Um tema de evidente pertinência e
actualidade, que diz directamente respeito à vida das pessoas é o da procriação
medicamente assistida (PMA) . Trata-se de uma situação que “materializou o
sonho de parentalidade de milhares de homens e mulheres” subitamente
interrompido por uma deliberação do Tribunal Constitucional em Abril passado. “De
um dia para o outro, milhares de projetos de parentalidade foram declarados
ilegais” no seguimento “de um pedido de inconstitucionalidade feito pelo CDS”.
Perante uma gigante incerteza, “a PMA
regressa a debate no Parlamento na próxima quinta-feira, pela mão do Bloco de
Esquerda”, numa tentativa de encontrar uma solução urgente para um problema que
deixou em suspenso “milhares de projetos de parentalidade” como afirma Pedro
Filipe Soares, líder parlamentar do Bloco de Esquerda no seguinte artigo de
opinião que assina no “Público” de hoje.
A procriação medicamente assistida (PMA)
materializou o sonho de parentalidade de milhares de mulheres e homens. No
nosso país, nasciam mais de 3 mil crianças por ano com recursos a técnicas de
PMA. Um exemplo de sucesso, subitamente interrompido em abril passado.
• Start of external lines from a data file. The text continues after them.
//! Alignment of the measurement window across clients.
//!
//! The clients that start with the task tree hold a [`WarmupTicket`] each. A client releases its
//! ticket when it crosses from warmup into measurement or when it stops. Once all tickets of a
//! worker are released, [`WarmupGate::all_warm`] resolves and the worker reports readiness for
//! [`RunState::Measurement`]. Clients crossing into measurement then wait in
//! [`WarmupGate::wait_for_measurement`] until the whole run has entered that state.

use std::sync::Arc;
use std::sync::atomic::{AtomicUsize, Ordering};

use loaddriver_types::RunState;
use tokio::sync::{Notify, watch};

#[derive(Debug)]
struct GateInner {
    pending: AtomicUsize,
    released: Notify,
    state: watch::Receiver<RunState>,
}

/// Tracks warmup progress of a worker's clients.
#[derive(Clone, Debug)]
pub struct WarmupGate {
    inner: Arc<GateInner>,
}

impl WarmupGate {
    /// Creates a gate awaiting `clients` tickets and observing the run state.
    pub fn new(clients: usize, state: watch::Receiver<RunState>) -> Self {
        let inner = GateInner {
            pending: AtomicUsize::new(clients),
            released: Notify::new(),
            state,
        };

        Self {
            inner: Arc::new(inner),
        }
    }

    /// Hands out a ticket that counts towards [`all_warm`](Self::all_warm).
    pub fn ticket(&self) -> WarmupTicket {
        WarmupTicket {
            inner: Arc::clone(&self.inner),
        }
    }

    /// Returns the number of tickets that have not been released yet.
    pub fn pending(&self) -> usize {
        self.inner.pending.load(Ordering::Acquire)
    }

    /// Waits until all tickets have been released.
    pub async fn all_warm(&self) {
        loop {
            let notified = self.inner.released.notified();
            if self.pending() == 0 {
                return;
            }
            notified.await;
        }
    }

    /// Releases all outstanding tickets at once.
    ///
    /// Used when the task tree ends before every expected client could start.
    pub fn release_all(&self) {
        self.inner.pending.store(0, Ordering::Release);
        self.inner.released.notify_waiters();
    }

    /// Waits until the run has entered the measurement window.
    ///
    /// Returns the run state at that point, which is [`RunState::Aborted`] if the run was aborted
    /// instead.
    pub async fn wait_for_measurement(&self) -> RunState {
        let mut state = self.inner.state.clone();
        let result = state
            .wait_for(|s| s.has_reached(RunState::Measurement) || s.is_terminal())
            .await
            .map(|state| *state);

        // The sender only goes away once the run is over.
        result.unwrap_or(RunState::Aborted)
    }
}

/// A client's pending warmup, released on drop.
#[derive(Debug)]
pub struct WarmupTicket {
    inner: Arc<GateInner>,
}

impl Drop for WarmupTicket {
    fn drop(&mut self) {
        let _ = self
            .inner
            .pending
            .fetch_update(Ordering::AcqRel, Ordering::Acquire, |n| n.checked_sub(1));
        self.inner.released.notify_waiters();
    }
}

#[cfg(test)]
mod tests {
    use std::time::Duration;

    use super::*;

    #[tokio::test]
    async fn all_warm_after_tickets_released() {
        let (_tx, rx) = watch::channel(RunState::Warmup);
        let gate = WarmupGate::new(2, rx);
        let first = gate.ticket();
        let second = gate.ticket();

        let waiter = tokio::spawn({
            let gate = gate.clone();
            async move { gate.all_warm().await }
        });

        drop(first);
        tokio::task::yield_now().await;
        assert_eq!(gate.pending(), 1);
        assert!(!waiter.is_finished());

        drop(second);
        tokio::time::timeout(Duration::from_secs(1), waiter)
            .await
            .unwrap()
            .unwrap();
        assert_eq!(gate.pending(), 0);
    }

    #[tokio::test]
    async fn no_clients_is_warm() {
        let (_tx, rx) = watch::channel(RunState::Warmup);
        let gate = WarmupGate::new(0, rx);
        gate.all_warm().await;

        // Extra tickets do not underflow.
        drop(gate.ticket());
        assert_eq!(gate.pending(), 0);
    }

    #[tokio::test]
    async fn release_all_unblocks() {
        let (_tx, rx) = watch::channel(RunState::Warmup);
        let gate = WarmupGate::new(5, rx);
        gate.release_all();
        gate.all_warm().await;
    }

    #[tokio::test]
    async fn measurement_wait_follows_run_state() {
        let (tx, rx) = watch::channel(RunState::Warmup);
        let gate = WarmupGate::new(0, rx);

        let waiter = tokio::spawn({
            let gate = gate.clone();
            async move { gate.wait_for_measurement().await }
        });
        tokio::task::yield_now().await;
        assert!(!waiter.is_finished());

        tx.send_replace(RunState::Measurement);
        assert_eq!(waiter.await.unwrap(), RunState::Measurement);

        tx.send_replace(RunState::Aborted);
        assert_eq!(gate.wait_for_measurement().await, RunState::Aborted);
    }
}
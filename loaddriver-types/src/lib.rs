//! Shared data model of the load driver.
//!
//! This crate contains the types exchanged between the scheduler, its workers and the consumers
//! of measurement data:
//!
//!  - [`task`] defines the immutable task hierarchy a benchmark run executes.
//!  - [`sample`] defines the per-operation timing records produced by clients.
//!  - [`phase`] defines the run-level state machine and the messages workers and the coordinator
//!    exchange to advance it.
#![warn(missing_docs)]
#![warn(missing_debug_implementations)]

pub mod phase;
pub mod sample;
pub mod task;

pub use phase::{AbortReason, PhaseMessage, RunState};
pub use sample::{Outcome, Phase, RunId, Sample, SampleBatch, WorkerId};
pub use task::{LeafTask, OnError, PacingMode, Params, TaskNode, TaskTreeError, Throughput};
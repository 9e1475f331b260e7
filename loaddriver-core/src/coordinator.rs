//! The run-level state machine.
//!
//! The [`PhaseCoordinator`] advances a run through warmup, measurement and completion. Each
//! transition waits for all workers to report readiness through a [`PhaseBarrier`]. Workers send
//! heartbeats in every phase, so past the initial barrier a wait only times out on workers that
//! went silent.
//!
//! The coordinator is the single place that decides to abort a run: fatal errors reported by
//! workers, barrier timeouts, transport failures and user cancellation all end in an abort
//! broadcast to every worker.

use std::collections::BTreeMap;
use std::time::SystemTime;

use loaddriver_types::{AbortReason, PhaseMessage, RunState, WorkerId};
use tokio::time::Instant;
use tokio_util::sync::CancellationToken;

use crate::barrier::PhaseBarrier;
use crate::clock::RunClock;
use crate::config::CoordinatorConfig;
use crate::transport::CoordinatorTransport;

/// Final result of a coordinated run.
#[derive(Clone, Debug, PartialEq)]
pub struct RunConclusion {
    /// Final state, either [`RunState::Complete`] or [`RunState::Aborted`].
    pub state: RunState,
    /// Why the run was aborted.
    pub reason: Option<AbortReason>,
    /// Every state the run entered with the time it was entered.
    pub transitions: Vec<(RunState, SystemTime)>,
}

impl RunConclusion {
    /// Returns `true` if the run went through all phases.
    pub fn is_complete(&self) -> bool {
        self.state == RunState::Complete
    }

    /// Returns the time at which the run entered `state`.
    pub fn entered_at(&self, state: RunState) -> Option<SystemTime> {
        self.transitions
            .iter()
            .find(|(s, _)| *s == state)
            .map(|(_, at)| *at)
    }
}

/// Synchronizes the workers of a run.
#[derive(Debug)]
pub struct PhaseCoordinator<T> {
    transport: T,
    workers: Vec<WorkerId>,
    config: CoordinatorConfig,
    cancel: CancellationToken,
    clock: RunClock,
    transitions: Vec<(RunState, SystemTime)>,
    last_seen: BTreeMap<WorkerId, Instant>,
}

impl<T: CoordinatorTransport> PhaseCoordinator<T> {
    /// Creates a coordinator for workers `0..workers`.
    pub fn new(transport: T, workers: usize, config: CoordinatorConfig) -> Self {
        Self {
            transport,
            workers: (0..workers).map(WorkerId).collect(),
            config,
            cancel: CancellationToken::new(),
            clock: RunClock::now(),
            transitions: Vec::new(),
            last_seen: BTreeMap::new(),
        }
    }

    /// Aborts the run with [`AbortReason::Cancelled`] once `cancel` is cancelled.
    pub fn with_cancellation(mut self, cancel: CancellationToken) -> Self {
        self.cancel = cancel;
        self
    }

    /// Drives the run to completion or abort.
    pub async fn run(mut self) -> RunConclusion {
        self.enter(RunState::NotStarted);
        let now = Instant::now();
        self.last_seen = self.workers.iter().map(|w| (*w, now)).collect();
        let mut state = RunState::NotStarted;

        while let Some(next) = state.next() {
            tracing::debug!(state = %next, "waiting for workers");
            if let Err(reason) = self.await_barrier(next).await {
                return self.abort(reason).await;
            }

            let advance = PhaseMessage::Advance { state: next };
            if let Err(err) = self.transport.broadcast(advance).await {
                let reason = AbortReason::Unreachable {
                    message: err.to_string(),
                };
                return self.abort(reason).await;
            }

            tracing::info!(state = %next, "run advanced");
            self.enter(next);
            state = next;
        }

        RunConclusion {
            state,
            reason: None,
            transitions: self.transitions,
        }
    }

    async fn await_barrier(&mut self, target: RunState) -> Result<(), AbortReason> {
        let mut barrier = PhaseBarrier::new(target, self.workers.iter().copied());
        let started = Instant::now();

        while !barrier.is_complete() {
            // Worker setup is bounded as a whole. Later phases may take arbitrarily long, so
            // they only time out on workers that stopped sending heartbeats.
            let missing = barrier.missing();
            let timer_start = match target {
                RunState::Warmup => started,
                _ => self.last_heard(&missing),
            };
            let deadline = timer_start.checked_add(self.config.barrier_timeout);
            let timeout = async {
                match deadline {
                    Some(deadline) => tokio::time::sleep_until(deadline).await,
                    None => std::future::pending().await,
                }
            };

            let (worker, message) = tokio::select! {
                biased;
                _ = self.cancel.cancelled() => return Err(AbortReason::Cancelled),
                _ = timeout => {
                    let missing = match target {
                        RunState::Warmup => missing,
                        _ => self.silent(&missing),
                    };
                    return Err(AbortReason::BarrierTimeout {
                        state: target,
                        missing,
                    });
                }
                received = self.transport.recv() => received.map_err(|err| {
                    AbortReason::Unreachable {
                        message: err.to_string(),
                    }
                })?,
            };

            if let Some(seen) = self.last_seen.get_mut(&worker) {
                *seen = Instant::now();
            }

            match message {
                PhaseMessage::Ready {
                    worker: reported,
                    state,
                } if reported == worker && state == target => {
                    barrier.arrive(worker)?;
                }
                PhaseMessage::Ready { state, .. } => {
                    return Err(AbortReason::Protocol {
                        message: format!("{worker} reported ready for {state} during {target}"),
                    });
                }
                PhaseMessage::Heartbeat { .. } => {}
                PhaseMessage::Abort { reason } => {
                    tracing::error!(%worker, %reason, "worker requested abort");
                    return Err(reason);
                }
                PhaseMessage::Advance { .. } => {
                    return Err(AbortReason::Protocol {
                        message: format!("{worker} sent an advance message"),
                    });
                }
            }
        }

        Ok(())
    }

    /// Returns the earliest time any of `workers` was last heard from.
    fn last_heard(&self, workers: &[WorkerId]) -> Instant {
        workers
            .iter()
            .filter_map(|worker| self.last_seen.get(worker))
            .min()
            .copied()
            .unwrap_or_else(Instant::now)
    }

    /// Returns the workers that have been silent for at least the barrier timeout.
    fn silent(&self, workers: &[WorkerId]) -> Vec<WorkerId> {
        let now = Instant::now();
        workers
            .iter()
            .copied()
            .filter(|worker| {
                self.last_seen
                    .get(worker)
                    .is_none_or(|seen| now.duration_since(*seen) >= self.config.barrier_timeout)
            })
            .collect()
    }

    async fn abort(mut self, reason: AbortReason) -> RunConclusion {
        tracing::error!(%reason, "aborting run");
        self.enter(RunState::Aborted);

        let message = PhaseMessage::Abort {
            reason: reason.clone(),
        };
        if let Err(err) = self.transport.broadcast(message).await {
            tracing::warn!(
                error = &err as &dyn std::error::Error,
                "abort not delivered to all workers"
            );
        }

        RunConclusion {
            state: RunState::Aborted,
            reason: Some(reason),
            transitions: self.transitions,
        }
    }

    fn enter(&mut self, state: RunState) {
        let at = self.clock.wall_time(Instant::now());
        self.transitions.push((state, at));
    }
}
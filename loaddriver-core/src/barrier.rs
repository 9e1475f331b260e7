//! Readiness bookkeeping for a single phase transition.

use std::collections::BTreeSet;

use loaddriver_types::{AbortReason, RunState, WorkerId};

/// Tracks which workers are ready for a state.
///
/// The barrier is complete once every expected worker has arrived. Repeated arrivals of the same
/// worker are ignored.
#[derive(Clone, Debug)]
pub struct PhaseBarrier {
    state: RunState,
    expected: BTreeSet<WorkerId>,
    arrived: BTreeSet<WorkerId>,
}

impl PhaseBarrier {
    /// Creates a barrier guarding the transition into `state`.
    pub fn new(state: RunState, workers: impl IntoIterator<Item = WorkerId>) -> Self {
        Self {
            state,
            expected: workers.into_iter().collect(),
            arrived: BTreeSet::new(),
        }
    }

    /// Returns the state this barrier guards.
    pub fn state(&self) -> RunState {
        self.state
    }

    /// Records that `worker` is ready.
    ///
    /// Returns whether the barrier is complete. Arrivals of unknown workers violate the protocol.
    pub fn arrive(&mut self, worker: WorkerId) -> Result<bool, AbortReason> {
        if !self.expected.contains(&worker) {
            return Err(AbortReason::Protocol {
                message: format!("{worker} is not registered for this run"),
            });
        }

        self.arrived.insert(worker);
        Ok(self.is_complete())
    }

    /// Returns `true` once all expected workers have arrived.
    pub fn is_complete(&self) -> bool {
        self.arrived.len() == self.expected.len()
    }

    /// Returns the workers that have not arrived yet.
    pub fn missing(&self) -> Vec<WorkerId> {
        self.expected.difference(&self.arrived).copied().collect()
    }
}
A decisão caiu como uma bomba. A deliberação foi do Tribunal
Constitucional (TC), no acórdão sobre as Leis n.º 17 e n.º25 de 2016, que,
respetivamente, alargava o âmbito dos beneficiários das técnicas de procriação
medicamente assistida (PMA) e regulava o acesso à gestação de
substituição. De um dia para o outro, milhares de projetos de
parentalidade foram declarados ilegais. E, onde havia estabilidade e
previsibilidade jurídica, ficou um vazio legal, fruto de um pedido de
inconstitucionalidade feito pelo CDS.
O TC não deu nenhuma razão ao CDS. Mas,
aprofundando a avaliação aos diplomas, considerou que o anonimato dos dadores
de embriões e gâmetas era “uma restrição desnecessária aos direitos à
identidade pessoal e ao desenvolvimento da personalidade das pessoas nascidas
em consequência de processos de PMA com recurso a dádiva de gâmetas ou
embriões, incluindo nas gestações de substituição”, impossibilitando a
utilização de material genético doado de forma anónima.
O que fazer? Que
medidas tomar relativamente aos tratamentos em curso? Qual o destino a dar aos
embriões criopreservados produzidos com recurso a gâmetas de dadores anónimos?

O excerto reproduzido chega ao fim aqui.